Stop wrapping zero trust apps in a VPN(4 min read)

Modern applications support a zero trust architecture, either directly or through an application gateway.

They use transport layer security (TLS), such as HTTPS, to encrypt traffic, along with secure authentication and authorisation measures.

This is the same security that is used on the internet when accessing your bank account or interacting with the government.

Adding a VPN to a modern application reduces security. This article explains why.

Zero trust architecture

Zero trust architecture

Zero trust architecture (ZTA) provides a secure environment, and protects against both external attackers and internal attackers.

The canonical reference is NIST SP 800-207, which defines zero trust as per-request authentication and authorisation, with no asset trusted simply because of its network location.

Good security follows the principle of least privilege. If an attacker does compromise an endpoint, they are limited to direct attacks only against the applications that the user has access to, minimising the blast radius.

Basic zero trust security can be improved by adding an application gateway (proxy or firewall) in front of applications for centralised filtering. Device posture — patch level, disk encryption, EDR status — is also checked on every request, so a compromised endpoint loses access without any change to the application.

Adding a VPN reduces security

This post is about user VPNs that place an end-user device onto a corporate network. Site-to-site VPNs are a separate discussion.

Adding a virtual private network (VPN) on top of a modern application that supports zero trust is a security trade-off.

There is a small increase in protection against external attackers from defence in depth. An external attacker needs to breach both the VPN and the transport layer security.
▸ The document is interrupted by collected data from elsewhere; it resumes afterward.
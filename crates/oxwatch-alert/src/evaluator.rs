use crate::error::EvaluationError;
use crate::rule::Rule;
use crate::{MetricsSource, SampleSet};
use chrono::{DateTime, Utc};
use dashmap::DashMap;
use metrics::{counter, gauge, histogram};
use serde::Serialize;
use std::collections::HashSet;
use std::sync::Arc;
use std::time::{Duration, Instant};

pub const DEFAULT_EVALUATION_TIMEOUT: Duration = Duration::from_secs(10);
pub const DEFAULT_DEGRADED_AFTER: u64 = 3;

#[derive(Debug, Clone)]
pub enum EvaluationOutcome {
    Samples(SampleSet),
    Failed(EvaluationError),
}

#[derive(Debug, Clone)]
pub struct RuleEvaluation {
    pub rule_id: String,
    pub at: DateTime<Utc>,
    pub elapsed: Duration,
    pub outcome: EvaluationOutcome,
}

impl RuleEvaluation {
    pub fn is_failed(&self) -> bool {
        matches!(self.outcome, EvaluationOutcome::Failed(_))
    }
}

/// Evaluation health of one rule, exported for inspection.
#[derive(Debug, Clone, Default, Serialize)]
pub struct RuleHealth {
    pub rule_id: String,
    pub last_evaluated_at: Option<DateTime<Utc>>,
    pub last_duration_ms: u64,
    pub last_error: Option<String>,
    pub consecutive_failures: u64,
    pub total_failures: u64,
    pub degraded: bool,
}

pub struct RuleEvaluator {
    source: Arc<dyn MetricsSource>,
    timeout: Duration,
    degraded_after: u64,
    health: DashMap<String, RuleHealth>,
}

impl RuleEvaluator {
    pub fn new(source: Arc<dyn MetricsSource>, timeout: Duration) -> Self {
        Self {
            source,
            timeout,
            degraded_after: DEFAULT_DEGRADED_AFTER,
            health: DashMap::new(),
        }
    }

    /// Number of consecutive failed cycles after which a rule reports as
    /// degraded.
    pub fn with_degraded_after(mut self, cycles: u64) -> Self {
        self.degraded_after = cycles.max(1);
        self
    }

    pub async fn evaluate(&self, rule: &Rule, at: DateTime<Utc>) -> RuleEvaluation {
        let started = Instant::now();
        let result = tokio::time::timeout(self.timeout, self.source.evaluate(&rule.expr, at)).await;
        let elapsed = started.elapsed();

        let outcome = match result {
            Ok(Ok(samples)) => EvaluationOutcome::Samples(samples),
            Ok(Err(e)) => EvaluationOutcome::Failed(EvaluationError::Source {
                rule_id: rule.id.clone(),
                message: format!("{e:#}"),
            }),
            Err(_) => EvaluationOutcome::Failed(EvaluationError::Timeout {
                rule_id: rule.id.clone(),
                timeout_ms: self.timeout.as_millis() as u64,
            }),
        };

        self.record(rule, at, elapsed, &outcome);

        RuleEvaluation {
            rule_id: rule.id.clone(),
            at,
            elapsed,
            outcome,
        }
    }

    fn record(&self, rule: &Rule, at: DateTime<Utc>, elapsed: Duration, outcome: &EvaluationOutcome) {
        counter!("oxwatch_rule_evaluations_total", "rule_id" => rule.id.clone()).increment(1);
        histogram!("oxwatch_rule_evaluation_duration_seconds", "rule_id" => rule.id.clone())
            .record(elapsed.as_secs_f64());

        let mut health = self
            .health
            .entry(rule.id.clone())
            .or_insert_with(|| RuleHealth {
                rule_id: rule.id.clone(),
                ..Default::default()
            });
        health.last_evaluated_at = Some(at);
        health.last_duration_ms = elapsed.as_millis() as u64;

        match outcome {
            EvaluationOutcome::Samples(samples) => {
                health.last_error = None;
                health.consecutive_failures = 0;
                health.degraded = false;
                tracing::debug!(
                    rule_id = %rule.id,
                    matches = samples.len(),
                    elapsed_ms = health.last_duration_ms,
                    "Rule evaluated"
                );
            }
            EvaluationOutcome::Failed(err) => {
                health.last_error = Some(err.to_string());
                health.consecutive_failures += 1;
                health.total_failures += 1;
                health.degraded = health.consecutive_failures >= self.degraded_after;
                counter!("oxwatch_rule_evaluation_failures_total", "rule_id" => rule.id.clone())
                    .increment(1);
                tracing::warn!(
                    rule_id = %rule.id,
                    consecutive_failures = health.consecutive_failures,
                    degraded = health.degraded,
                    error = %err,
                    "Rule evaluation failed"
                );
            }
        }

        gauge!("oxwatch_rule_degraded", "rule_id" => rule.id.clone())
            .set(if health.degraded { 1.0 } else { 0.0 });
    }

    pub fn health(&self, rule_id: &str) -> Option<RuleHealth> {
        self.health.get(rule_id).map(|h| h.clone())
    }

    pub fn health_snapshot(&self) -> Vec<RuleHealth> {
        let mut all: Vec<RuleHealth> = self.health.iter().map(|h| h.value().clone()).collect();
        all.sort_by(|a, b| a.rule_id.cmp(&b.rule_id));
        all
    }

    /// Drops health entries for rules no longer in the active set.
    pub fn retain_rules(&self, active: &HashSet<String>) {
        self.health.retain(|id, _| active.contains(id));
    }
}
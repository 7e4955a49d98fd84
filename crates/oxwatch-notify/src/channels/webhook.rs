use crate::plugin::ChannelPlugin;
use crate::utils::{redact_sensitive_json, truncate_string, MAX_BODY_LENGTH};
use crate::{DeliveryError, Notification, NotificationChannel};
use anyhow::Result;
use async_trait::async_trait;
use reqwest::StatusCode;
use serde::Deserialize;
use serde_json::Value;
use std::collections::BTreeMap;
use std::sync::Arc;

/// Posts the notification as JSON to a fixed URL.
pub struct WebhookChannel {
    receiver: String,
    client: reqwest::Client,
    url: String,
    headers: BTreeMap<String, String>,
}

impl WebhookChannel {
    pub fn new(receiver: &str, url: &str, headers: BTreeMap<String, String>) -> Self {
        Self {
            receiver: receiver.to_string(),
            client: reqwest::Client::new(),
            url: url.to_string(),
            headers,
        }
    }
}

/// Maps an HTTP response status to a delivery outcome: 2xx succeeds,
/// 429 and 5xx are worth retrying, any other status is final.
pub fn classify_status(status: StatusCode, body: &str) -> Result<(), DeliveryError> {
    if status.is_success() {
        return Ok(());
    }
    let message = format!("HTTP {status}: {}", truncate_string(body, MAX_BODY_LENGTH));
    if status.is_server_error() || status == StatusCode::TOO_MANY_REQUESTS {
        Err(DeliveryError::Retryable(message))
    } else {
        Err(DeliveryError::Permanent(message))
    }
}

#[async_trait]
impl NotificationChannel for WebhookChannel {
    async fn send(&self, notification: &Notification) -> Result<(), DeliveryError> {
        let body = serde_json::to_vec(notification)
            .map_err(|e| DeliveryError::Permanent(format!("failed to encode notification: {e}")))?;

        let mut request = self
            .client
            .post(self.url.as_str())
            .header("Content-Type", "application/json")
            .header("Idempotency-Key", notification.batch_id.as_str());
        for (name, value) in &self.headers {
            request = request.header(name.as_str(), value.as_str());
        }

        let resp = request
            .body(body)
            .send()
            .await
            .map_err(|e| DeliveryError::Retryable(format!("webhook request failed: {e}")))?;

        let status = resp.status();
        let resp_body = match resp.text().await {
            Ok(text) => text,
            Err(e) => format!("[Failed to read response body: {e}]"),
        };
        if !status.is_success() {
            tracing::warn!(
                receiver = %self.receiver,
                status = %status,
                "Webhook returned non-success status"
            );
        }
        classify_status(status, &resp_body)
    }

    fn channel_type(&self) -> &str {
        "webhook"
    }
}

// Plugin

#[derive(Deserialize)]
struct WebhookConfig {
    url: String,
    #[serde(default)]
    headers: BTreeMap<String, String>,
}

impl WebhookConfig {
    fn parse(config: &Value) -> Result<Self> {
        let cfg: WebhookConfig = serde_json::from_value(config.clone())
            .map_err(|e| anyhow::anyhow!("Invalid webhook config: {e}"))?;
        if !(cfg.url.starts_with("http://") || cfg.url.starts_with("https://")) {
            anyhow::bail!("Invalid webhook config: url must start with http:// or https://");
        }
        Ok(cfg)
    }
}

pub struct WebhookPlugin;

impl ChannelPlugin for WebhookPlugin {
    fn name(&self) -> &str {
        "webhook"
    }

    fn validate_config(&self, config: &Value) -> Result<()> {
        WebhookConfig::parse(config).map(|_| ())
    }

    fn create_channel(&self, receiver: &str, config: &Value) -> Result<Arc<dyn NotificationChannel>> {
        let cfg = WebhookConfig::parse(config)?;
        Ok(Arc::new(WebhookChannel::new(receiver, &cfg.url, cfg.headers)))
    }

    fn redact_config(&self, config: &Value) -> Value {
        redact_sensitive_json(config)
    }
}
VPNs do also have other benefits, such as hiding connection metadata, and changing the network exit point — although a proxy can do similar.

VPN reduces security

However the trade-off is that they provide access from a compromised endpoint to the wider network, granting far more privilege than the application requires.

This would allow an attacker to target unprotected internal systems and communications, well beyond the application they are accessing.
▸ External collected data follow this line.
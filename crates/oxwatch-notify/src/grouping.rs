//! Alert groups and their flush timers.
//!
//! A group is identified by the route that handles its alerts and the
//! projection of their labels onto that route's `group_by`. Groups only
//! change on state transitions: repeated evaluations of a firing alert never
//! reach this module.

use crate::routing::{Route, RoutePolicy, Router};
use crate::silence::Suppressor;
use crate::timer::TimerQueue;
use crate::NotifiedAlert;
use chrono::{DateTime, Utc};
use oxwatch_alert::state::{Transition, TransitionKind};
use oxwatch_common::types::{Alert, Fingerprint, LabelSet};
use serde::Serialize;
use sha2::{Digest, Sha256};
use std::collections::{BTreeMap, BTreeSet, HashMap};

#[derive(Debug, Clone)]
pub struct Group {
    pub id: String,
    pub route_id: String,
    pub key: LabelSet,
    pub receivers: Vec<String>,
    pub policy: RoutePolicy,
    /// Fingerprints of the firing alerts currently in the group.
    pub members: BTreeSet<Fingerprint>,
    /// Alerts that left the group since the last flush.
    resolved: BTreeMap<Fingerprint, Alert>,
    pub created_at: DateTime<Utc>,
    pub next_flush_at: DateTime<Utc>,
    /// Whether the group has flushed at least once (`group_wait` is over).
    pub flushed: bool,
    version: u64,
}

impl Group {
    fn new(route: &Route, key: LabelSet, now: DateTime<Utc>) -> Self {
        Self {
            id: group_id(&route.id, &key),
            route_id: route.id.clone(),
            key,
            receivers: route.receivers.clone(),
            policy: route.policy.clone(),
            members: BTreeSet::new(),
            resolved: BTreeMap::new(),
            created_at: now,
            next_flush_at: now + route.policy.group_wait(),
            flushed: false,
            version: 0,
        }
    }

    /// Emptied by resolution with a resolve or all-clear still to send.
    fn owes_final_flush(&self) -> bool {
        self.members.is_empty() && (self.flushed || !self.resolved.is_empty())
    }

    fn snapshot(&self) -> GroupSnapshot {
        GroupSnapshot {
            id: self.id.clone(),
            route_id: self.route_id.clone(),
            key: self.key.clone(),
            receivers: self.receivers.clone(),
            members: self.members.iter().copied().collect(),
            pending_resolved: self.resolved.keys().copied().collect(),
            created_at: self.created_at,
            next_flush_at: self.next_flush_at,
            flushed: self.flushed,
        }
    }
}

/// Read-only view of a group for the export API.
#[derive(Debug, Clone, Serialize)]
pub struct GroupSnapshot {
    pub id: String,
    pub route_id: String,
    pub key: LabelSet,
    pub receivers: Vec<String>,
    pub members: Vec<Fingerprint>,
    pub pending_resolved: Vec<Fingerprint>,
    pub created_at: DateTime<Utc>,
    pub next_flush_at: DateTime<Utc>,
    pub flushed: bool,
}

/// What a group flush hands to the dispatcher.
#[derive(Debug, Clone)]
pub struct FlushPlan {
    pub group_id: String,
    pub group_key: LabelSet,
    pub route_id: String,
    pub receivers: Vec<String>,
    pub policy: RoutePolicy,
    /// Unsuppressed firing alerts followed by alerts resolved since the
    /// previous flush.
    pub alerts: Vec<NotifiedAlert>,
    /// Hash of the firing fingerprints in `alerts`.
    pub firing_hash: String,
    pub has_resolved: bool,
    /// The group has no members left and is destroyed by this flush.
    pub all_clear: bool,
}

/// Stable group id: `<route id>:<fingerprint of the grouping key>`.
pub fn group_id(route_id: &str, key: &LabelSet) -> String {
    format!("{route_id}:{}", Fingerprint::from_labels(key))
}

/// Order-independent hash over a set of fingerprints.
pub fn content_hash<'a>(fingerprints: impl IntoIterator<Item = &'a Fingerprint>) -> String {
    let sorted: BTreeSet<&Fingerprint> = fingerprints.into_iter().collect();
    let mut hasher = Sha256::new();
    for fp in sorted {
        hasher.update(fp.as_u64().to_be_bytes());
    }
    let digest = hasher.finalize();
    digest[..8].iter().map(|b| format!("{b:02x}")).collect()
}

/// Group table plus the timer queue that drives flushes. Owned by the single
/// grouping consumer, so it needs no internal locking.
#[derive(Debug, Default)]
pub struct GroupingEngine {
    groups: HashMap<String, Group>,
    by_fingerprint: HashMap<Fingerprint, BTreeSet<String>>,
    timers: TimerQueue,
}

impl GroupingEngine {
    pub fn new() -> Self {
        Self::default()
    }

    /// Applies one state transition. Pending and discarded transitions are
    /// ignored since no notification is owed for them.
    pub fn handle(&mut self, transition: &Transition, router: &Router) {
        match transition.kind {
            TransitionKind::Firing => self.join(&transition.alert, router, transition.at),
            TransitionKind::Resolved => self.leave(&transition.alert, true),
            TransitionKind::Purged => self.leave(&transition.alert, false),
            TransitionKind::Pending | TransitionKind::Discarded => {}
        }
    }

    fn join(&mut self, alert: &Alert, router: &Router, now: DateTime<Utc>) {
        for route in router.match_routes(&alert.labels) {
            let key = route.policy.group_by.key(&alert.labels);
            self.join_route(alert.fingerprint, route, key, now);
        }
    }

    fn join_route(&mut self, fp: Fingerprint, route: &Route, key: LabelSet, now: DateTime<Utc>) {
        let id = group_id(&route.id, &key);
        let mut created = false;
        let group = self.groups.entry(id.clone()).or_insert_with(|| {
            created = true;
            Group::new(route, key, now)
        });

        group.resolved.remove(&fp);
        let joined = group.members.insert(fp);
        if created {
            tracing::debug!(group_id = %group.id, route_id = %group.route_id, "Group created");
            self.timers.schedule(group.next_flush_at, &group.id, group.version);
        } else if joined && !group.flushed {
            // Still waiting for the first notification: restart group_wait.
            group.version += 1;
            group.next_flush_at = now + group.policy.group_wait();
            self.timers.schedule(group.next_flush_at, &group.id, group.version);
        }
        self.by_fingerprint.entry(fp).or_default().insert(id);
    }

    fn leave(&mut self, alert: &Alert, notify_resolved: bool) {
        let Some(group_ids) = self.by_fingerprint.remove(&alert.fingerprint) else {
            return;
        };
        for id in group_ids {
            if let Some(group) = self.groups.get_mut(&id) {
                group.members.remove(&alert.fingerprint);
                if notify_resolved {
                    group.resolved.insert(alert.fingerprint, alert.clone());
                }
            }
        }
    }

    /// Flushes every group whose timer is due at `now`.
    ///
    /// `lookup` returns the current record for a member fingerprint. Groups
    /// left without members produce an all-clear plan and are removed;
    /// others are rescheduled after `group_interval`.
    pub fn flush_due<F>(&mut self, now: DateTime<Utc>, lookup: F, suppressor: &Suppressor<'_>) -> Vec<FlushPlan>
    where
        F: Fn(&Fingerprint) -> Option<Alert>,
    {
        let mut plans = Vec::new();
        for entry in self.timers.pop_due(now) {
            let Some(group) = self.groups.get_mut(&entry.group_id) else {
                continue;
            };
            if group.version != entry.version {
                continue;
            }

            let firing: Vec<NotifiedAlert> = group
                .members
                .iter()
                .filter_map(&lookup)
                .filter(|alert| alert.is_firing() && !suppressor.is_suppressed(alert))
                .map(|alert| NotifiedAlert::from_alert(&alert))
                .collect();
            let resolved: Vec<NotifiedAlert> = if group.policy.send_resolved {
                group
                    .resolved
                    .values()
                    .filter(|alert| !suppressor.is_suppressed(alert))
                    .map(NotifiedAlert::from_alert)
                    .collect()
            } else {
                Vec::new()
            };

            let firing_hash = content_hash(firing.iter().map(|a| &a.fingerprint));
            let has_resolved = !resolved.is_empty();
            let all_clear = group.members.is_empty();
            let mut alerts = firing;
            alerts.extend(resolved);

            group.resolved.clear();
            group.flushed = true;

            plans.push(FlushPlan {
                group_id: group.id.clone(),
                group_key: group.key.clone(),
                route_id: group.route_id.clone(),
                receivers: group.receivers.clone(),
                policy: group.policy.clone(),
                alerts,
                firing_hash,
                has_resolved,
                all_clear,
            });

            if all_clear {
                tracing::debug!(group_id = %entry.group_id, "Group emptied, removing");
                self.groups.remove(&entry.group_id);
            } else {
                group.next_flush_at = now + group.policy.group_interval();
                self.timers.schedule(group.next_flush_at, &group.id, group.version);
            }
        }
        plans
    }

    /// Re-evaluates group placement against a new route tree.
    ///
    /// Groups whose id still exists take the new route's receivers and
    /// timing. Groups whose route or key no longer exists are dropped and
    /// their ids returned, except groups already emptied by resolution:
    /// those keep their timer and still flush their resolved alerts or
    /// all-clear. Firing alerts that map to a new group join it with a fresh
    /// `group_wait`.
    pub fn reroute(&mut self, router: &Router, firing: &[Alert], now: DateTime<Utc>) -> Vec<String> {
        let mut placement: HashMap<String, (&Route, LabelSet, Vec<Fingerprint>)> = HashMap::new();
        for alert in firing.iter().filter(|a| a.is_firing()) {
            for route in router.match_routes(&alert.labels) {
                let key = route.policy.group_by.key(&alert.labels);
                let id = group_id(&route.id, &key);
                placement
                    .entry(id)
                    .or_insert_with(|| (route, key, Vec::new()))
                    .2
                    .push(alert.fingerprint);
            }
        }

        let dropped: Vec<String> = self
            .groups
            .values()
            .filter(|group| !placement.contains_key(&group.id) && !group.owes_final_flush())
            .map(|group| group.id.clone())
            .collect();
        for id in &dropped {
            self.groups.remove(id);
        }

        self.by_fingerprint.clear();
        for (id, (route, key, fps)) in placement {
            match self.groups.get_mut(&id) {
                Some(group) => {
                    group.receivers = route.receivers.clone();
                    group.policy = route.policy.clone();
                    group.members = fps.iter().copied().collect();
                    for fp in &fps {
                        self.by_fingerprint.entry(*fp).or_default().insert(id.clone());
                    }
                }
                None => {
                    for fp in fps {
                        self.join_route(fp, route, key.clone(), now);
                    }
                }
            }
        }

        if !dropped.is_empty() {
            tracing::info!(dropped = dropped.len(), "Groups dropped after route change");
        }
        dropped
    }

    pub fn next_deadline(&self) -> Option<DateTime<Utc>> {
        self.timers.next_deadline()
    }

    pub fn get(&self, id: &str) -> Option<GroupSnapshot> {
        self.groups.get(id).map(Group::snapshot)
    }

    pub fn groups(&self) -> Vec<GroupSnapshot> {
        let mut out: Vec<GroupSnapshot> = self.groups.values().map(Group::snapshot).collect();
        out.sort_by(|a, b| a.id.cmp(&b.id));
        out
    }

    /// Ids of the groups a fingerprint currently belongs to.
    pub fn groups_of(&self, fp: &Fingerprint) -> Vec<String> {
        self.by_fingerprint
            .get(fp)
            .map(|ids| ids.iter().cloned().collect())
            .unwrap_or_default()
    }

    pub fn len(&self) -> usize {
        self.groups.len()
    }

    pub fn is_empty(&self) -> bool {
        self.groups.is_empty()
    }
}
From the Open Security Architecture documentation:

"… VPN creates a network tunnel that extends the corporate network to the remote device — simple to understand but architecturally flawed because it places a potentially compromised device directly on the corporate network …"

In most modern application environments that already supports zero trust, adding a VPN compromises security more than the minor (almost zero) additional protection against external attackers.

Auditors, insurers and internal security teams sometimes apply compliance pressure to "put it behind the VPN" as a blanket control. For an app that already implements zero trust this is the wrong instinct — a control that reduces overall security shouldn't be mandated in the name of security.

Legacy applications

Legacy applications, that don't support a zero trust architecture, may however require a VPN for any secure external access.

The virtual private network provides the necessary encryption and authentication layers, to protect against external attacks, with the same trade-offs of putting a potentially compromised external device onto the internal networks, where an attacker can then reach other internal systems.

Legacy applications

Legacy applications are already also vulnerable to internal attackers.

Owners may think they are secure because they are on a protected private network, but it is usually relatively trivial for an attacker to gain internal access — for example by using social engineering to bypass the perimeter or plugging a small implant into an unattended network port. MITRE catalogues this as a standard initial-access technique T1200: Hardware Additions.

Trusting a device or user simply because they are on the internal network is a mistake.

The Open Security Architecture explains this well:

"Traditional perimeter-based security — firewalls at the edge, trusted internal networks, VPN tunnels for remote access — fails when attackers breach the perimeter or when insiders act maliciously. Once inside the trusted zone, lateral movement is trivial. Zero trust eliminates this architectural weakness …"

While a VPN may provide a means of external access, it fails to address the internal attack vulnerability at all.

Rather than provide VPNs the focus should be on adding transport layer security and authentication to legacy applications, to support zero trust.

If the legacy applications can't be upgraded, then there may be ways to front them with an identity-aware reverse proxy such as Caddy or nginx, so the legacy app is never directly exposed.

Or identity-aware access services, sometimes marketed as zero trust network access (ZTNA), can publish individual legacy apps to authenticated users without placing the device on the internal network — a reasonable stepping stone while legacy apps are modernised or retired.

Next steps

  • If your application already supports zero trust architecture, then it already has high security.
  • Adding a VPN on top of a modern application reduces security and should be avoided.
  • Prefer adding zero trust security to legacy applications over exposing them via a VPN.
  • If a VPN is needed, only use it for the specific legacy applications that lack protection, and segment the access from the broader network.
  • Keep the VPN's scope narrow. Don't use it for applications that already have their own security — doing so adds risk without adding protection.